Ich finde das Bild mit ihrem Sessel, in dem sie sitzt, um zu sterben, sehr stark. Auch weil der Sohn vorher schon in der Wohnung war und alles gerichtet hat. Jetzt sind sie dort zusammen und müssen Abschied nehmen.

Egal, ob das mit dem Gift nicht erwähnt oder nur angedeutet wird, ich würde den Text auf jeden Fall in dieser Wohnung enden lassen.

Lg,KeTam.

edit: Mich hat der Text wirklich sehr mit genommen, ich kann dir gar nicht sagen wie sehr...und das nicht aus persönlichen Gründen, (natürlich, jeder hat Eltern), sondern weil er einfach gut geschrieben ist.
Weil du die Bilder verwendest, die bei mir was zum schwingen bringen.
Und dazu gehört eindeutig dieser Sessel...

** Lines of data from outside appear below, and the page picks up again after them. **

//! gotcha - Command-line front end for Go test stream aggregation

use clap::{Parser, Subcommand};
use gotcha::commands::*;
use gotcha::ui::CliUI;
use std::io::{IsTerminal, Write};
use std::path::PathBuf;
use tracing_subscriber::EnvFilter;

#[derive(Parser)]
#[command(name = "gotcha")]
#[command(about = "Aggregate go test JSON output, cache discovery and report to CI", long_about = None)]
struct Cli {
    /// Project root (defaults to current directory)
    #[arg(short = 'C', long, global = true)]
    directory: Option<String>,

    /// Log debug output to stderr
    #[arg(short, long, global = true)]
    verbose: bool,

    #[command(subcommand)]
    command: Commands,
}

#[derive(Subcommand)]
enum Commands {
    /// Read a go test -json stream and summarize it
    Parse {
        /// File holding the stream ("-" or absent for stdin)
        input: Option<PathBuf>,

        /// Package patterns the run covered
        #[arg(short, long = "package")]
        packages: Vec<String>,

        /// Test flags to record in the run history
        #[arg(long = "flag")]
        flags: Vec<String>,

        /// Write the review comment body to this file
        #[arg(long)]
        comment_output: Option<PathBuf>,

        /// Exit status of the go test process
        #[arg(long)]
        exit_code: Option<i32>,

        /// File holding the captured stderr of the go test process
        #[arg(long)]
        stderr_file: Option<PathBuf>,

        /// Never draw a progress bar
        #[arg(long)]
        no_progress: bool,
    },

    /// Print the cached test count for package patterns
    Estimate {
        packages: Vec<String>,
    },

    /// List recent runs
    History {
        /// Number of runs to show
        #[arg(short = 'n', long)]
        count: Option<usize>,
    },

    /// Remove cached discovery results and history
    #[command(name = "clear-cache")]
    ClearCache,
}

fn init_logging(verbose: bool) {
    let default = if verbose { "debug" } else { "warn" };
    tracing_subscriber::fmt()
        .with_env_filter(
            EnvFilter::try_from_env("GOTCHA_LOG").unwrap_or_else(|_| EnvFilter::new(default)),
        )
        .with_target(false)
        .with_writer(std::io::stderr)
        .init();
}

fn main() {
    let cli = Cli::parse();
    init_logging(cli.verbose);

    let mut ui = CliUI::new();

    let result = match cli.command {
        Commands::Parse {
            input,
            packages,
            flags,
            comment_output,
            exit_code,
            stderr_file,
            no_progress,
        } => {
            let cmd = ParseCommand::new(cli.directory)
                .with_input(input)
                .with_packages(packages)
                .with_flags(flags)
                .with_comment_output(comment_output)
                .with_process_result(exit_code, stderr_file)
                .with_progress(!no_progress && std::io::stderr().is_terminal());
            cmd.execute(&mut ui)
        }
        Commands::Estimate { packages } => {
            let cmd = EstimateCommand::new(cli.directory, packages);
            cmd.execute(&mut ui)
        }
        Commands::History { count } => {
            let mut cmd = HistoryCommand::new(cli.directory);
            if let Some(count) = count {
                cmd = cmd.with_limit(count);
            }
            cmd.execute(&mut ui)
        }
        Commands::ClearCache => {
            let cmd = ClearCacheCommand::new(cli.directory);
            cmd.execute(&mut ui)
        }
    };

    match result {
        Ok(exit_code) => std::process::exit(exit_code),
        Err(e) => {
            let _ = writeln!(std::io::stderr(), "Error: {}", e);
            std::process::exit(1);
        }
    }
}
//! Configuration file (.gotcha.toml) parsing and environment overrides
//!
//! Every setting has a default, so the file is optional. Environment
//! variables are applied on top of whatever the file provides.

use crate::comment::{discriminated_uuid, min_comment_size};
use crate::error::{Error, Result};
use serde::Deserialize;
use std::fs;
use std::path::{Path, PathBuf};
use std::time::Duration;

/// Name of the configuration file looked up in the project root.
pub const CONFIG_FILE_NAME: &str = ".gotcha.toml";

/// Default limit for review comment bodies, in bytes.
pub const DEFAULT_COMMENT_MAX_SIZE: usize = 65536;

/// Top-level settings.
#[derive(Debug, Clone, Default, PartialEq, Deserialize)]
#[serde(default, deny_unknown_fields)]
pub struct Settings {
    pub cache: CacheConfig,
    pub comment: CommentConfig,
}

/// Discovery cache settings.
#[derive(Debug, Clone, PartialEq, Deserialize)]
#[serde(default, deny_unknown_fields)]
pub struct CacheConfig {
    /// When false, opening the cache fails with `Error::CacheDisabled`.
    pub enabled: bool,

    /// Directory holding the cache file.
    pub dir: PathBuf,

    pub file_name: String,

    /// Entries older than this are never served.
    #[serde(with = "humantime_serde")]
    pub max_age: Duration,

    /// Number of past runs kept in the history ring.
    pub history_max_entries: usize,

    /// File whose modification invalidates discovery results.
    pub source_file: PathBuf,
}

impl Default for CacheConfig {
    fn default() -> Self {
        CacheConfig {
            enabled: true,
            dir: PathBuf::from(".cache"),
            file_name: "cache.json".to_string(),
            max_age: Duration::from_secs(24 * 60 * 60),
            history_max_entries: crate::cache::DEFAULT_MAX_ENTRIES,
            source_file: PathBuf::from("go.mod"),
        }
    }
}

impl CacheConfig {
    /// Full path of the cache file.
    pub fn path(&self) -> PathBuf {
        self.dir.join(&self.file_name)
    }
}

/// Review comment settings.
#[derive(Debug, Clone, PartialEq, Deserialize)]
#[serde(default, deny_unknown_fields)]
pub struct CommentConfig {
    /// Identifier embedded in the tracked comment.
    pub uuid: Option<String>,

    /// Raw posting strategy, normalized by `PostStrategy::normalize`.
    pub strategy: Option<String>,

    /// Suffix distinguishing several jobs that post to the same thread.
    pub job_discriminator: Option<String>,

    pub max_size: usize,
}

impl Default for CommentConfig {
    fn default() -> Self {
        CommentConfig {
            uuid: None,
            strategy: None,
            job_discriminator: None,
            max_size: DEFAULT_COMMENT_MAX_SIZE,
        }
    }
}

impl Settings {
    /// Load settings from a TOML file.
    pub fn load_from_file(path: &Path) -> Result<Self> {
        let contents = fs::read_to_string(path).map_err(|e| {
            Error::Config(format!("Failed to read {}: {}", path.display(), e))
        })?;
        Self::parse(&contents)
    }

    /// Load `.gotcha.toml` from `base` if it exists, then apply the process
    /// environment.
    pub fn discover(base: &Path) -> Result<Self> {
        let path = base.join(CONFIG_FILE_NAME);
        let mut settings = if path.exists() {
            Self::load_from_file(&path)?
        } else {
            Settings::default()
        };
        settings.apply_env(|name| std::env::var(name).ok())?;
        if settings.cache.dir.is_relative() {
            settings.cache.dir = base.join(&settings.cache.dir);
        }
        if settings.cache.source_file.is_relative() {
            settings.cache.source_file = base.join(&settings.cache.source_file);
        }
        Ok(settings)
    }

    /// Parse settings from a string.
    pub fn parse(contents: &str) -> Result<Self> {
        let settings: Settings = toml::from_str(contents)
            .map_err(|e| Error::Config(format!("Failed to parse {}: {}", CONFIG_FILE_NAME, e)))?;
        settings.validate()?;
        Ok(settings)
    }

    fn validate(&self) -> Result<()> {
        if self.cache.file_name.is_empty() {
            return Err(Error::Config("cache.file_name cannot be empty".to_string()));
        }
        let uuid = discriminated_uuid(
            self.comment.uuid.as_deref().unwrap_or_default(),
            self.comment.job_discriminator.as_deref(),
        );
        let minimum = min_comment_size(&uuid);
        if self.comment.max_size < minimum {
            return Err(Error::Config(format!(
                "comment.max_size must be at least {} to hold the comment marker",
                minimum
            )));
        }
        Ok(())
    }

    /// Apply environment overrides, reading variables through `lookup`.
    pub fn apply_env<F>(&mut self, lookup: F) -> Result<()>
    where
        F: Fn(&str) -> Option<String>,
    {
        if let Some(value) = lookup("GOTCHA_CACHE_ENABLED") {
            self.cache.enabled = parse_bool("GOTCHA_CACHE_ENABLED", &value)?;
        }
        if let Some(value) = lookup("GOTCHA_CACHE_DIR") {
            self.cache.dir = PathBuf::from(value);
        }
        if let Some(value) = lookup("GOTCHA_CACHE_MAX_AGE") {
            self.cache.max_age = humantime::parse_duration(value.trim()).map_err(|e| {
                Error::Config(format!("Invalid GOTCHA_CACHE_MAX_AGE '{}': {}", value, e))
            })?;
        }
        if let Some(value) = lookup("GOTCHA_COMMENT_UUID") {
            self.comment.uuid = Some(value);
        }
        if let Some(value) = lookup("GOTCHA_POST_COMMENT").or_else(|| lookup("POST_COMMENT")) {
            self.comment.strategy = Some(value);
        }
        if let Some(value) = lookup("GOTCHA_JOB_DISCRIMINATOR") {
            self.comment.job_discriminator = Some(value).filter(|v| !v.trim().is_empty());
        }
        self.validate()
    }
}

fn parse_bool(name: &str, value: &str) -> Result<bool> {
    match value.trim().to_ascii_lowercase().as_str() {
        "1" | "true" | "yes" | "on" => Ok(true),
        "0" | "false" | "no" | "off" => Ok(false),
        other => Err(Error::Config(format!(
            "Invalid {} '{}': expected true or false",
            name, other
        ))),
    }
}
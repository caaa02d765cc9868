//! Decoding of the `go test -json` event stream
//!
//! Each line of the stream is one JSON object. Lines that are not valid events
//! (build output interleaved by the toolchain, truncated writes from an
//! interrupted run) are dropped with a warning and never end the stream.

use crate::error::{Error, Result};
use chrono::{DateTime, Utc};
use serde::Deserialize;
use std::fmt;
use std::io::BufRead;
use std::time::Duration;
use tracing::{debug, warn};

/// Actions emitted by the test driver that carry no state for us.
const IGNORED_ACTIONS: &[&str] = &["start", "pause", "cont", "bench"];

/// Kind of a test event.
#[derive(Debug, Clone, Copy, PartialEq, Eq, Hash)]
pub enum Action {
    /// A test (or subtest) started running.
    Run,
    /// A test or package passed.
    Pass,
    /// A test or package failed.
    Fail,
    /// A test or package was skipped.
    Skip,
    /// A line of output.
    Output,
}

impl Action {
    /// Parse the wire name of an action.
    ///
    /// Returns `None` for actions that have no meaning to the aggregator.
    pub fn parse(name: &str) -> Option<Action> {
        match name {
            "run" => Some(Action::Run),
            "pass" => Some(Action::Pass),
            "fail" => Some(Action::Fail),
            "skip" => Some(Action::Skip),
            "output" => Some(Action::Output),
            _ => None,
        }
    }

    /// Returns true for pass, fail and skip.
    pub fn is_terminal(&self) -> bool {
        matches!(self, Action::Pass | Action::Fail | Action::Skip)
    }
}

impl fmt::Display for Action {
    fn fmt(&self, f: &mut fmt::Formatter<'_>) -> fmt::Result {
        match self {
            Action::Run => write!(f, "run"),
            Action::Pass => write!(f, "pass"),
            Action::Fail => write!(f, "fail"),
            Action::Skip => write!(f, "skip"),
            Action::Output => write!(f, "output"),
        }
    }
}

/// One decoded event.
#[derive(Debug, Clone, PartialEq)]
pub struct TestEvent {
    pub time: Option<DateTime<Utc>>,
    pub action: Action,
    pub package: String,
    /// Empty for package-level events; `/` separates subtest levels.
    pub test: String,
    /// Seconds, present on terminal actions.
    pub elapsed: Option<f64>,
    /// Raw text, present on output actions.
    pub output: Option<String>,
}

#[derive(Deserialize)]
#[serde(rename_all = "PascalCase")]
struct RawEvent {
    time: Option<DateTime<Utc>>,
    action: String,
    #[serde(default)]
    package: String,
    #[serde(default)]
    test: String,
    elapsed: Option<f64>,
    output: Option<String>,
}

impl TestEvent {
    pub fn new(action: Action, package: impl Into<String>, test: impl Into<String>) -> Self {
        TestEvent {
            time: None,
            action,
            package: package.into(),
            test: test.into(),
            elapsed: None,
            output: None,
        }
    }

    /// Set the elapsed seconds
    pub fn with_elapsed(mut self, seconds: f64) -> Self {
        self.elapsed = Some(seconds);
        self
    }

    /// Set the output text
    pub fn with_output(mut self, output: impl Into<String>) -> Self {
        self.output = Some(output.into());
        self
    }

    /// Decode a single line of the stream.
    ///
    /// `Ok(None)` means the line was a well-formed event whose action is not
    /// tracked. Lines that are not events at all are `Err(MalformedEvent)`.
    pub fn parse_line(line: &str) -> Result<Option<TestEvent>> {
        let raw: RawEvent = serde_json::from_str(line)
            .map_err(|e| Error::MalformedEvent(format!("{}: {}", e, abbreviate(line))))?;

        let Some(action) = Action::parse(&raw.action) else {
            if IGNORED_ACTIONS.contains(&raw.action.as_str()) {
                debug!(action = %raw.action, package = %raw.package, "ignoring event");
            } else {
                warn!(action = %raw.action, package = %raw.package, "ignoring unknown event action");
            }
            return Ok(None);
        };

        Ok(Some(TestEvent {
            time: raw.time,
            action,
            package: raw.package,
            test: raw.test,
            elapsed: raw.elapsed,
            output: raw.output,
        }))
    }

    /// Returns true for events about the package rather than a test.
    pub fn is_package_event(&self) -> bool {
        self.test.is_empty()
    }

    /// Elapsed time as a duration, if reported and sane.
    pub fn elapsed_duration(&self) -> Option<Duration> {
        self.elapsed
            .filter(|s| s.is_finite() && *s >= 0.0)
            .map(Duration::from_secs_f64)
    }
}

fn abbreviate(line: &str) -> String {
    const LIMIT: usize = 80;
    if line.len() <= LIMIT {
        return line.to_string();
    }
    let mut end = LIMIT;
    while !line.is_char_boundary(end) {
        end -= 1;
    }
    format!("{}...", &line[..end])
}

/// Iterator over the events of a line-oriented stream.
///
/// Only I/O failures surface as errors; undecodable lines are skipped and
/// counted.
pub struct EventReader<R> {
    reader: R,
    line: String,
    line_number: usize,
    skipped: usize,
}

impl<R: BufRead> EventReader<R> {
    pub fn new(reader: R) -> Self {
        EventReader {
            reader,
            line: String::new(),
            line_number: 0,
            skipped: 0,
        }
    }

    /// Number of lines that were dropped because they were not valid events.
    pub fn skipped_lines(&self) -> usize {
        self.skipped
    }
}

impl<R: BufRead> Iterator for EventReader<R> {
    type Item = Result<TestEvent>;

    fn next(&mut self) -> Option<Self::Item> {
        loop {
            self.line.clear();
            match self.reader.read_line(&mut self.line) {
                Ok(0) => return None,
                Ok(_) => {}
                Err(e) if e.kind() == std::io::ErrorKind::InvalidData => {
                    // Not UTF-8; treat like any other garbage line.
                    self.line_number += 1;
                    self.skipped += 1;
                    warn!(line = self.line_number, "dropping non UTF-8 line from event stream");
                    continue;
                }
                Err(e) => return Some(Err(e.into())),
            }
            self.line_number += 1;

            let trimmed = self.line.trim();
            if trimmed.is_empty() {
                continue;
            }

            match TestEvent::parse_line(trimmed) {
                Ok(Some(event)) => return Some(Ok(event)),
                Ok(None) => continue,
                Err(e) => {
                    self.skipped += 1;
                    warn!(line = self.line_number, "{}", e);
                }
            }
        }
    }
}

#[cfg(test)]
mod tests {
    use super::*;
    use std::io::Cursor;

    #[test]
    fn test_parse_run_event() {
        let line = r#"{"Time":"2024-05-01T10:00:00.123Z","Action":"run","Package":"example.com/pkg/foo","Test":"TestA"}"#;
        let event = TestEvent::parse_line(line).unwrap().unwrap();
        assert_eq!(event.action, Action::Run);
        assert_eq!(event.package, "example.com/pkg/foo");
        assert_eq!(event.test, "TestA");
        assert!(event.time.is_some());
        assert!(event.elapsed.is_none());
    }

    #[test]
    fn test_parse_terminal_event_with_elapsed() {
        let line = r#"{"Action":"fail","Package":"pkg/foo","Test":"TestA/sub","Elapsed":0.25}"#;
        let event = TestEvent::parse_line(line).unwrap().unwrap();
        assert_eq!(event.action, Action::Fail);
        assert_eq!(event.elapsed_duration(), Some(Duration::from_millis(250)));
    }

    #[test]
    fn test_parse_package_event() {
        let line = r#"{"Action":"pass","Package":"pkg/foo","Elapsed":1.5}"#;
        let event = TestEvent::parse_line(line).unwrap().unwrap();
        assert!(event.is_package_event());
    }

    #[test]
    fn test_ignored_action() {
        let line = r#"{"Action":"start","Package":"pkg/foo"}"#;
        assert!(TestEvent::parse_line(line).unwrap().is_none());

        let line = r#"{"Action":"frobnicate","Package":"pkg/foo"}"#;
        assert!(TestEvent::parse_line(line).unwrap().is_none());
    }

    #[test]
    fn test_malformed_line() {
        let result = TestEvent::parse_line("# example.com/pkg [build failed]");
        assert!(matches!(result, Err(Error::MalformedEvent(_))));
    }

    #[test]
    fn test_negative_elapsed_ignored() {
        let event = TestEvent::new(Action::Pass, "p", "T").with_elapsed(-1.0);
        assert_eq!(event.elapsed_duration(), None);
    }

    #[test]
    fn test_reader_skips_garbage() {
        let stream = concat!(
            "{\"Action\":\"run\",\"Package\":\"p\",\"Test\":\"TestA\"}\n",
            "not json at all\n",
            "\n",
            "{\"Action\":\"pass\",\"Package\":\"p\",\"Test\":\"TestA\",\"Elapsed\":0.1}\n",
            "{\"Action\":\"pass\",\"Pack",
        );
        let mut reader = EventReader::new(Cursor::new(stream));
        let events: Vec<TestEvent> = reader.by_ref().map(|e| e.unwrap()).collect();

        assert_eq!(events.len(), 2);
        assert_eq!(events[0].action, Action::Run);
        assert_eq!(events[1].action, Action::Pass);
        assert_eq!(reader.skipped_lines(), 2);
    }

    #[test]
    fn test_abbreviate_long_line() {
        let long = "x".repeat(200);
        let short = abbreviate(&long);
        assert!(short.ends_with("..."));
        assert_eq!(short.len(), 83);
    }
}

Für mich persönlich geht es in deinem Text nur vordergründig um das Thema Sterbehilfe. Unter der Oberfläche geht es (zumindest für mich) um ein Thema, dass viel tiefer gelagert ist, nämlich los zu lassen, Abschied zu nehmen, zu akzeptieren.

Hi KeTam,

in ein solches Dilemma komme ich öfter. Hatte ich bei "Vereint" zB auch schon...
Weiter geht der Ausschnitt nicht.